━━━━━ EXERCISE DATA ━━━━━

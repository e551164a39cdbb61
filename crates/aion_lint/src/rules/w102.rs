//! W102: Undriven signal — signal is never assigned or driven.

use aion_diagnostics::{Category, Diagnostic, DiagnosticCode, DiagnosticSink, Label, Severity};
use aion_ir::{Design, Module, PortDirection, SignalKind};

use crate::helpers::is_signal_driven_in_module;
use crate::LintRule;

/// Detects signals that are declared but never driven by any assignment,
/// process, or cell output connection.
///
/// Input ports and constants are excluded since they are driven externally
/// or by definition.
pub struct UndrivenSignal;

impl LintRule for UndrivenSignal {
    fn code(&self) -> DiagnosticCode {
        DiagnosticCode::new(Category::Warning, 102)
    }

    fn name(&self) -> &str {
        "undriven-signal"
    }

    fn description(&self) -> &str {
        "signal is never assigned or driven"
    }

    fn default_severity(&self) -> Severity {
        Severity::Warning
    }

    fn check_module(&self, module: &Module, _design: &Design, sink: &DiagnosticSink) {
        for (sig_id, signal) in module.signals.iter() {
            // Skip constants (driven by definition)
            if signal.kind == SignalKind::Const {
                continue;
            }

            // Skip input ports (driven externally)
            if signal.kind == SignalKind::Port {
                let is_input = module
                    .ports
                    .iter()
                    .any(|p| p.signal == sig_id && p.direction == PortDirection::Input);
                if is_input {
                    continue;
                }
            }

            if !is_signal_driven_in_module(module, sig_id) {
                sink.emit(
                    Diagnostic::warning(self.code(), "undriven signal", signal.span)
                        .with_label(Label::primary(signal.span, "this signal is never assigned"))
                        .with_help("assign a value or connect to a driver"),
                );
            }
        }
    }
}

━━━━━

EXERCISE PROMPT: Output each line exactly, from the first line of the data down to the line that contains "let is_input = module", both included.

SOLUTION:
repository e551164a39cdbb61
filename crates/aion_lint/src/rules/w102.rs
//! W102: Undriven signal — signal is never assigned or driven.

use aion_diagnostics::{Category, Diagnostic, DiagnosticCode, DiagnosticSink, Label, Severity};
use aion_ir::{Design, Module, PortDirection, SignalKind};

use crate::helpers::is_signal_driven_in_module;
use crate::LintRule;

/// Detects signals that are declared but never driven by any assignment,
/// process, or cell output connection.
///
/// Input ports and constants are excluded since they are driven externally
/// or by definition.
pub struct UndrivenSignal;

impl LintRule for UndrivenSignal {
    fn code(&self) -> DiagnosticCode {
        DiagnosticCode::new(Category::Warning, 102)
    }

    fn name(&self) -> &str {
        "undriven-signal"
    }

    fn description(&self) -> &str {
        "signal is never assigned or driven"
    }

    fn default_severity(&self) -> Severity {
        Severity::Warning
    }

    fn check_module(&self, module: &Module, _design: &Design, sink: &DiagnosticSink) {
        for (sig_id, signal) in module.signals.iter() {
            // Skip constants (driven by definition)
            if signal.kind == SignalKind::Const {
                continue;
            }

            // Skip input ports (driven externally)
            if signal.kind == SignalKind::Port {
                let is_input = module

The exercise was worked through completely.